One in 10 of Mpumalanga’s children under the age of two has not had any of the shots required under the government’s childhood immunisation programme, according to the South Africa Demographic Health Survey (DHMS) 2016 released on Monday by Statistics SA.
The finding signals potentially deadly weaknesses in the childhood immunisation programme, as inadequate coverage of the population increases the likelihood of disease outbreaks. Both Gauteng and the Western Cape have had measles outbreaks this year.
The DHMS 2016 found only half (53%) of SA’s children aged between 12 and 23 months had received all their vaccinations at the appropriate age.
The immunisation gaps were greatest in Mpumalanga and Gauteng, where 10.4% and 6.6% of children in this age group had fallen through the net.
Health Minister Aaron Motsolaedi said he would investigate why the vaccination programme was missing the mark in Mpumalanga, and try to increase the opportunities children to be vaccinated. "We need to catch children wherever we find them – clinic, crèche or school," he said.
Deputy director-general for HIV/AIDS, TB and maternal and child health Yogan Pillay said the health department had only recently received the survey and needed to study it more closely. "We would like to see the confidence intervals around some of these numbers to see whether they are a true representation of the population," he said.
The SADHS 2016 report is based on interviews with approximately 13,000 households, and is the third such survey conducted in SA: the previous two were carried out in 1998 and 2003.
The data on immunisation rates was obtained where possible from written vaccination records, which are contained in a child’s Road-to-Health booklet. If the booklet was not available, mothers were asked to recall which vaccinations their children had received and when. The booklet was available for two thirds of the children aged between 12 and 23 months.
The SADHS 2016 quashed the myth that young women are deliberately falling pregnant in order to access the child support grant, Statistician-General Pali Lehohla said when he released the report. The survey found teenage pregnancy rate had remained virtually the same between 1998 and 2016, at 71 per 1000 women.
"There is a notion that grants influence young girls to produce children, but the evidence before us is that isn’t true. The data dispenses with that myth," said Lehohla.
The child support grant was introduced in 1998, and currently stands at R380 a month. Children are the primary beneficiaries of the government’s welfare grant system, and are expected to amount to 12.82 million of the 18.06 million beneficiaries by the 2019-2020 fiscal year.
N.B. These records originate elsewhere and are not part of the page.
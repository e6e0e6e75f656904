// Token-aware text chunking for document processing.

use tiktoken_rs::CoreBPE;

pub const DEFAULT_CHUNK_SIZE: usize = 500;
pub const DEFAULT_CHUNK_OVERLAP: usize = 50;

/// A chunk of text with position metadata. Character offsets are byte
/// positions into the trimmed source text and are approximate once the
/// overlap pass has run.
#[derive(Debug, Clone)]
pub struct TextChunk {
    pub content: String,
    pub index: usize,
    pub token_count: usize,
    pub start_char: usize,
    pub end_char: usize,
}

/// Splits documents into overlapping, token-bounded chunks.
///
/// Strategy: accumulate paragraphs while they fit, fall back to sentence
/// splitting for oversized paragraphs, force-split single oversized
/// sentences on token windows, then prepend each chunk with the decoded
/// tail of its predecessor. Boundaries are reproducible for identical
/// input and parameters.
pub struct ChunkingService {
    bpe: CoreBPE,
    chunk_size: usize,
    chunk_overlap: usize,
}

impl ChunkingService {
    pub fn new(chunk_size: usize, chunk_overlap: usize) -> Self {
        Self {
            bpe: tiktoken_rs::cl100k_base().expect("cl100k_base encoding"),
            chunk_size,
            chunk_overlap,
        }
    }

    pub fn count_tokens(&self, text: &str) -> usize {
        self.bpe.encode_ordinary(text).len()
    }

    fn decode(&self, tokens: Vec<u32>) -> String {
        self.bpe.decode(tokens).unwrap_or_default()
    }

    pub fn chunk_text(&self, text: &str) -> Vec<TextChunk> {
        let text = text.trim();
        if text.is_empty() {
            return Vec::new();
        }

        let paragraphs: Vec<&str> = text
            .split("\n\n")
            .map(str::trim)
            .filter(|p| !p.is_empty())
            .collect();
        if paragraphs.is_empty() {
            return Vec::new();
        }

        let mut chunks: Vec<TextChunk> = Vec::new();
        let mut current_chunk = String::new();
        let mut current_start = 0usize;
        let mut chunk_index = 0usize;

        for para in paragraphs {
            let para_tokens = self.count_tokens(para);

            let candidate = if current_chunk.is_empty() {
                para.to_string()
            } else {
                format!("{current_chunk}\n\n{para}")
            };

            if self.count_tokens(&candidate) <= self.chunk_size {
                if current_chunk.is_empty() {
                    current_start = text.find(para).unwrap_or(0);
                }
                current_chunk = candidate;
            } else {
                if !current_chunk.is_empty() {
                    chunks.push(TextChunk {
                        token_count: self.count_tokens(&current_chunk),
                        end_char: current_start + current_chunk.len(),
                        content: std::mem::take(&mut current_chunk),
                        index: chunk_index,
                        start_char: current_start,
                    });
                    chunk_index += 1;
                }

                if para_tokens > self.chunk_size {
                    let para_chunks = self.split_long_paragraph(para, text, chunk_index);
                    chunk_index += para_chunks.len();
                    chunks.extend(para_chunks);
                    current_chunk.clear();
                } else {
                    current_chunk = para.to_string();
                    current_start = text.find(para).unwrap_or(0);
                }
            }
        }

        if !current_chunk.is_empty() {
            chunks.push(TextChunk {
                token_count: self.count_tokens(&current_chunk),
                end_char: current_start + current_chunk.len(),
                content: current_chunk,
                index: chunk_index,
                start_char: current_start,
            });
        }

        self.add_overlap(chunks)
    }

    /// Split a paragraph that exceeds the chunk size, preferring sentence
    /// boundaries and falling back to raw token windows.
    fn split_long_paragraph(
        &self,
        para: &str,
        full_text: &str,
        start_index: usize,
    ) -> Vec<TextChunk> {
        let mut chunks = Vec::new();
        let sentences = split_sentences(para);

        let mut current = String::new();
        let mut current_start = full_text.find(para).unwrap_or(0);
        let mut index = start_index;

        for sentence in sentences {
            let candidate = if current.is_empty() {
                sentence.clone()
            } else {
                format!("{current} {sentence}")
            };

            if self.count_tokens(&candidate) <= self.chunk_size {
                current = candidate;
            } else {
                if !current.is_empty() {
                    let len = current.len();
                    chunks.push(TextChunk {
                        token_count: self.count_tokens(&current),
                        end_char: current_start + len,
                        content: std::mem::take(&mut current),
                        index,
                        start_char: current_start,
                    });
                    index += 1;
                    current_start += len + 1;
                }

                if self.count_tokens(&sentence) > self.chunk_size {
                    let forced = self.force_split(&sentence, current_start, index);
                    for chunk in forced {
                        index += 1;
                        current_start += chunk.content.len();
                        chunks.push(chunk);
                    }
                    current.clear();
                } else {
                    current = sentence;
                }
            }
        }

        if !current.is_empty() {
            chunks.push(TextChunk {
                token_count: self.count_tokens(&current),
                end_char: current_start + current.len(),
                content: current,
                index,
                start_char: current_start,
            });
        }

        chunks
    }

    /// Force-split on token windows stepping `chunk_size - chunk_overlap`.
    fn force_split(&self, text: &str, start_char: usize, start_index: usize) -> Vec<TextChunk> {
        let tokens = self.bpe.encode_ordinary(text);
        let step = self.chunk_size.saturating_sub(self.chunk_overlap).max(1);

        let mut chunks = Vec::new();
        let mut index = start_index;
        let mut char_pos = start_char;

        let mut i = 0;
        while i < tokens.len() {
            let window = &tokens[i..(i + self.chunk_size).min(tokens.len())];
            let content = self.decode(window.to_vec());

            chunks.push(TextChunk {
                token_count: window.len(),
                end_char: char_pos + content.len(),
                start_char: char_pos,
                index,
                content: content.clone(),
            });
            index += 1;
            char_pos += content.len();
            i += step;
        }

        chunks
    }

    /// Prepend each chunk after the first with the decoded last
    /// `chunk_overlap` tokens of its predecessor.
    fn add_overlap(&self, chunks: Vec<TextChunk>) -> Vec<TextChunk> {
        if chunks.len() <= 1 || self.chunk_overlap == 0 {
            return chunks;
        }

        let mut result = Vec::with_capacity(chunks.len());
        result.push(chunks[0].clone());

        for i in 1..chunks.len() {
            let prev = &chunks[i - 1];
            let curr = &chunks[i];

            let prev_tokens = self.bpe.encode_ordinary(&prev.content);
            let overlap_start = prev_tokens.len().saturating_sub(self.chunk_overlap);
            let overlap_text = self.decode(prev_tokens[overlap_start..].to_vec());

            let content = format!("{overlap_text} {}", curr.content);
            result.push(TextChunk {
                token_count: self.count_tokens(&content),
                start_char: curr.start_char.saturating_sub(overlap_text.len() + 1),
                end_char: curr.end_char,
                content,
                index: curr.index,
            });
        }

        result
    }
}

/// Sentence boundaries: a run of `.`/`!`/`?` followed by whitespace.
fn split_sentences(text: &str) -> Vec<String> {
    let mut sentences = Vec::new();
    let mut current = String::new();
    let mut chars = text.chars().peekable();

    while let Some(ch) = chars.next() {
        current.push(ch);
        if matches!(ch, '.' | '!' | '?') && chars.peek().is_some_and(|c| c.is_whitespace()) {
            while chars.peek().is_some_and(|c| c.is_whitespace()) {
                chars.next();
            }
            let trimmed = current.trim();
            if !trimmed.is_empty() {
                sentences.push(trimmed.to_string());
            }
            current.clear();
        }
    }

    let trimmed = current.trim();
    if !trimmed.is_empty() {
        sentences.push(trimmed.to_string());
    }
    sentences
}

#[cfg(test)]
mod tests {
    use super::*;

    #[test]
    fn empty_input_yields_no_chunks() {
        let chunker = ChunkingService::new(DEFAULT_CHUNK_SIZE, DEFAULT_CHUNK_OVERLAP);
        assert!(chunker.chunk_text("").is_empty());
        assert!(chunker.chunk_text("   \n\n  ").is_empty());
    }

    #[test]
    fn short_text_is_a_single_chunk() {
        let chunker = ChunkingService::new(DEFAULT_CHUNK_SIZE, DEFAULT_CHUNK_OVERLAP);
        let chunks = chunker.chunk_text("Alpha is a Component.\n\nBeta uses Alpha.");
        assert_eq!(chunks.len(), 1);
        assert_eq!(chunks[0].index, 0);
        assert_eq!(chunks[0].content, "Alpha is a Component.\n\nBeta uses Alpha.");
        assert!(chunks[0].token_count <= DEFAULT_CHUNK_SIZE);
        assert_eq!(chunks[0].start_char, 0);
    }

    #[test]
    fn long_text_produces_overlapping_chunks() {
        let chunker = ChunkingService::new(40, 8);
        let paragraphs: Vec<String> = (0..12)
            .map(|i| format!("Paragraph number {i} talks about topic {i} in a few words."))
            .collect();
        let text = paragraphs.join("\n\n");

        let chunks = chunker.chunk_text(&text);
        assert!(chunks.len() > 1);

        for (i, chunk) in chunks.iter().enumerate() {
            assert_eq!(chunk.index, i);
            assert!(!chunk.content.trim().is_empty());
            // Overlap is prepended on top of a size-bounded chunk.
            assert!(chunk.token_count <= 40 + 8 + 1, "chunk {i} too large");
        }

        // Recomputed counts reflect the prepended overlap text.
        assert!(chunks[1].token_count >= chunks.first().map(|c| c.token_count.min(8)).unwrap_or(0));
    }

    #[test]
    fn oversized_sentence_is_force_split_on_token_windows() {
        let chunker = ChunkingService::new(20, 5);
        let words: Vec<String> = (0..200).map(|i| format!("word{i}")).collect();
        let text = words.join(" ");

        let chunks = chunker.chunk_text(&text);
        assert!(chunks.len() > 2);
        for chunk in &chunks {
            assert!(!chunk.content.is_empty());
        }
    }

    #[test]
    fn chunking_is_deterministic() {
        let chunker = ChunkingService::new(30, 6);
        let text = "One sentence here. Another sentence there!\n\nA second paragraph follows. It has more sentences. Quite a few more words than the first one, in fact.";

        let first = chunker.chunk_text(text);
        let second = chunker.chunk_text(text);

        assert_eq!(first.len(), second.len());
        for (a, b) in first.iter().zip(second.iter()) {
            assert_eq!(a.content, b.content);
            assert_eq!(a.start_char, b.start_char);
            assert_eq!(a.end_char, b.end_char);
            assert_eq!(a.token_count, b.token_count);
        }
    }

    #[test]
    fn sentences_split_on_terminators() {
        let sentences = split_sentences("First one. Second one! Third? Fourth trails");
        assert_eq!(
            sentences,
            vec!["First one.", "Second one!", "Third?", "Fourth trails"]
        );
    }

    #[test]
    fn consecutive_chunks_share_overlap_tokens() {
        let chunker = ChunkingService::new(25, 6);
        let text: String = (0..15)
            .map(|i| format!("Sentence {i} adds several more tokens to the paragraph."))
            .collect::<Vec<_>>()
            .join(" ");

        let chunks = chunker.chunk_text(&text);
        assert!(chunks.len() > 1);

        for pair in chunks.windows(2) {
            // The successor carries a prepended copy of its predecessor's
            // tail, so the shared text must appear in both.
            let shared = pair[1]
                .content
                .split(' ')
                .next()
                .unwrap_or_default()
                .to_string();
            assert!(
                !shared.is_empty() && pair[0].content.contains(shared.trim()),
                "expected overlap between consecutive chunks"
            );
        }
    }
}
Motsoaledi said the 2016 SADHS findings on teenage pregnancy added to research commissioned by former social development minister Zola Skweyiya which found the overwhelming majority of teenage mothers registered their children for grants only after they turned two.
Teenage pregnancy was a concern because children born to very young mothers were at higher risk of illness and death, said Statistics SA. Teenage mothers were also more likely to have complications in pregnancy and fail to finish school. The survey found about 16% of women aged between 15 and 19 had begun childbearing.
The survey found SA’s fertility rate has steadily declined over the past two decades, from an average of 2.9 live births for every woman aged between 15 and 44 in 1998 to 2.6 in 2016.
It also highlighted the challenge SA faces in tackling its HIV epidemic, finding 2 out of 5 women (42%) and one in three men (35%) who had multiple sexual partners said they had not used a condom the last time they had sex.
Motsoaledi said the government had improved its HIV prevention strategies, which were detailed in the latest National Strategic Aids Plan. It had also launched a R3bn programme targeting girls and young women at high risk of HIV last year, called "She Conquers".